> **ASSIGNMENT**
Write out, without any change, the lines in the material below that run from the line with "--- Guideline drag" through the line with "position and its ID", both included.

++++++++++

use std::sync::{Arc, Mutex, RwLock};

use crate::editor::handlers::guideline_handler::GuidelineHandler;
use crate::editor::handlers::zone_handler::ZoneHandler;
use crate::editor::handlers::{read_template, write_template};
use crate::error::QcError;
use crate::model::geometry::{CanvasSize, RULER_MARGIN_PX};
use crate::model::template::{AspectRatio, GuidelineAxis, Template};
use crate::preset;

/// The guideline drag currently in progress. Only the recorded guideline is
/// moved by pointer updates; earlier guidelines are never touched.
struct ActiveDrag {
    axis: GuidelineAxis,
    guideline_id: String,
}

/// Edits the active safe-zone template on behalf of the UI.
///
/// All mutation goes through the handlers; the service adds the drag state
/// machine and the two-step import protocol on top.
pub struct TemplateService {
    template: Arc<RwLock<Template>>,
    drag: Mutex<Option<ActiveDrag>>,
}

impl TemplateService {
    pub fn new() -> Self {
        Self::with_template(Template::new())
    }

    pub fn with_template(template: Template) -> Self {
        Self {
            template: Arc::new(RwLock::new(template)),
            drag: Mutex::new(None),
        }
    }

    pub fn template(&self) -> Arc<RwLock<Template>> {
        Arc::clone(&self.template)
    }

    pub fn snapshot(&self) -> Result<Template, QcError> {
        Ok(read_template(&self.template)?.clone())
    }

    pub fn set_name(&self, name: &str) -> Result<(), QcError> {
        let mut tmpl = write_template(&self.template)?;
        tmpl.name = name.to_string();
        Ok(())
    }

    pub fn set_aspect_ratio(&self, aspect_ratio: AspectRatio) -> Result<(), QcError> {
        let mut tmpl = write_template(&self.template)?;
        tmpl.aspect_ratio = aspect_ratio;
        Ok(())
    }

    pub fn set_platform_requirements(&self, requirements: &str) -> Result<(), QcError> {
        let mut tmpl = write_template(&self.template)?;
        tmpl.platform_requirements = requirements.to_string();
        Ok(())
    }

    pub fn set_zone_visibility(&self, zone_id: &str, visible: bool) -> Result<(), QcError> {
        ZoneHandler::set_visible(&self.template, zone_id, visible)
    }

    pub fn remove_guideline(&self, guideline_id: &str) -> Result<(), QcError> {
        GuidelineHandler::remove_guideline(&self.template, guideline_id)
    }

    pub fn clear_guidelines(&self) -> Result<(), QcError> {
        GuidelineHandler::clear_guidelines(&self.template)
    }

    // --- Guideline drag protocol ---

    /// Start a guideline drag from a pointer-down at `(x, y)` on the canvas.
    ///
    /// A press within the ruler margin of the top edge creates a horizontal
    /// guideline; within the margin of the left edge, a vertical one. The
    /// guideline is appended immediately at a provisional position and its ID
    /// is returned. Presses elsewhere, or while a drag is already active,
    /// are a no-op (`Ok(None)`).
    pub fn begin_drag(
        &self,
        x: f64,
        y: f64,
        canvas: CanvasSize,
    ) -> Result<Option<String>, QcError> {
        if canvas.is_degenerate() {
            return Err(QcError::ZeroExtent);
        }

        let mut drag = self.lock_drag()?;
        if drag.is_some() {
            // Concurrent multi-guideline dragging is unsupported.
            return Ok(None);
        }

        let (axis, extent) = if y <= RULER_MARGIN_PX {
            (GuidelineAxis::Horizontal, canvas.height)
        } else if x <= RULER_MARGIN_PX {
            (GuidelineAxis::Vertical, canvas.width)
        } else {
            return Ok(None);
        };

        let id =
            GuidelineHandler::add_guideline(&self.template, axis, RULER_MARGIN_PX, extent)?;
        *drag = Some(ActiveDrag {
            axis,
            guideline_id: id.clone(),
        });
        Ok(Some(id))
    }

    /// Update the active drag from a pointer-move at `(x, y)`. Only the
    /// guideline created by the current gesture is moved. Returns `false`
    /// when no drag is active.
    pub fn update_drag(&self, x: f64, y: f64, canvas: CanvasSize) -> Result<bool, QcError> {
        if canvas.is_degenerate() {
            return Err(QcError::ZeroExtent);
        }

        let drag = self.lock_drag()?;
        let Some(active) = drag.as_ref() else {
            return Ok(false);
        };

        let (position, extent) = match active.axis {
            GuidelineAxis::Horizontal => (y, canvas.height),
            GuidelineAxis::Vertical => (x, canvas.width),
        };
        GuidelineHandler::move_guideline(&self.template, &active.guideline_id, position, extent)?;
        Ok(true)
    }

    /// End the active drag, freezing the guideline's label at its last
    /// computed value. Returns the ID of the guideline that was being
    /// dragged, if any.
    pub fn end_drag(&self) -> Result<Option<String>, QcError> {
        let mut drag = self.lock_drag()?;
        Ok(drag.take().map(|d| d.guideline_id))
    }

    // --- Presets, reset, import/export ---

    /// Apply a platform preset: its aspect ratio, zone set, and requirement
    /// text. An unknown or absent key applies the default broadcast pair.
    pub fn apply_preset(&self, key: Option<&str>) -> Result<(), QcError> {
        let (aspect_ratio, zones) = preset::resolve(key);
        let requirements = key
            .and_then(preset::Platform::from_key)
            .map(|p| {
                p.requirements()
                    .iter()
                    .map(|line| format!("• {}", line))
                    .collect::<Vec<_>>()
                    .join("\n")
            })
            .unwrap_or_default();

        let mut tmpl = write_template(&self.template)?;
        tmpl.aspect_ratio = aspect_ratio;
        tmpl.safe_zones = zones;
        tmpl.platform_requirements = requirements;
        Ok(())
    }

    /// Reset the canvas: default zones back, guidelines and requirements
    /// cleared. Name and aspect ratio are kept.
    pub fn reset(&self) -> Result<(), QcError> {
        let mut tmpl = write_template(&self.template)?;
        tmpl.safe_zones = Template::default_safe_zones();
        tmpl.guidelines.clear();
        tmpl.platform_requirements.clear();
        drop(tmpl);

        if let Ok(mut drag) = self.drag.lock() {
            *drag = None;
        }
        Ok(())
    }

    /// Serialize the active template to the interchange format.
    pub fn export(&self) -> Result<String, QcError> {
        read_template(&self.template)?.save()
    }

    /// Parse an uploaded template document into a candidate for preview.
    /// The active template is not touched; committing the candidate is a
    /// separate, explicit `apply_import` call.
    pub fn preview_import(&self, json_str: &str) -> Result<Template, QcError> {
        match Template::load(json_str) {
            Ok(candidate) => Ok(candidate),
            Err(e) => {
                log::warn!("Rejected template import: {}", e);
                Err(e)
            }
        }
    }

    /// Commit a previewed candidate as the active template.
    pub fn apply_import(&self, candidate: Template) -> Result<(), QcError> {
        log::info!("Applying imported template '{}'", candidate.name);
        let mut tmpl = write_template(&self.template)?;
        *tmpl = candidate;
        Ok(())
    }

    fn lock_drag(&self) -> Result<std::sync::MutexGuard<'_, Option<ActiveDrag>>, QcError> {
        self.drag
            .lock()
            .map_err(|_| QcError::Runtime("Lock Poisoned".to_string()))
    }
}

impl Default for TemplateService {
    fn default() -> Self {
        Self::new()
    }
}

++++++++++

> **REPLY**
    // --- Guideline drag protocol ---

    /// Start a guideline drag from a pointer-down at `(x, y)` on the canvas.
    ///
    /// A press within the ruler margin of the top edge creates a horizontal
    /// guideline; within the margin of the left edge, a vertical one. The
    /// guideline is appended immediately at a provisional position and its ID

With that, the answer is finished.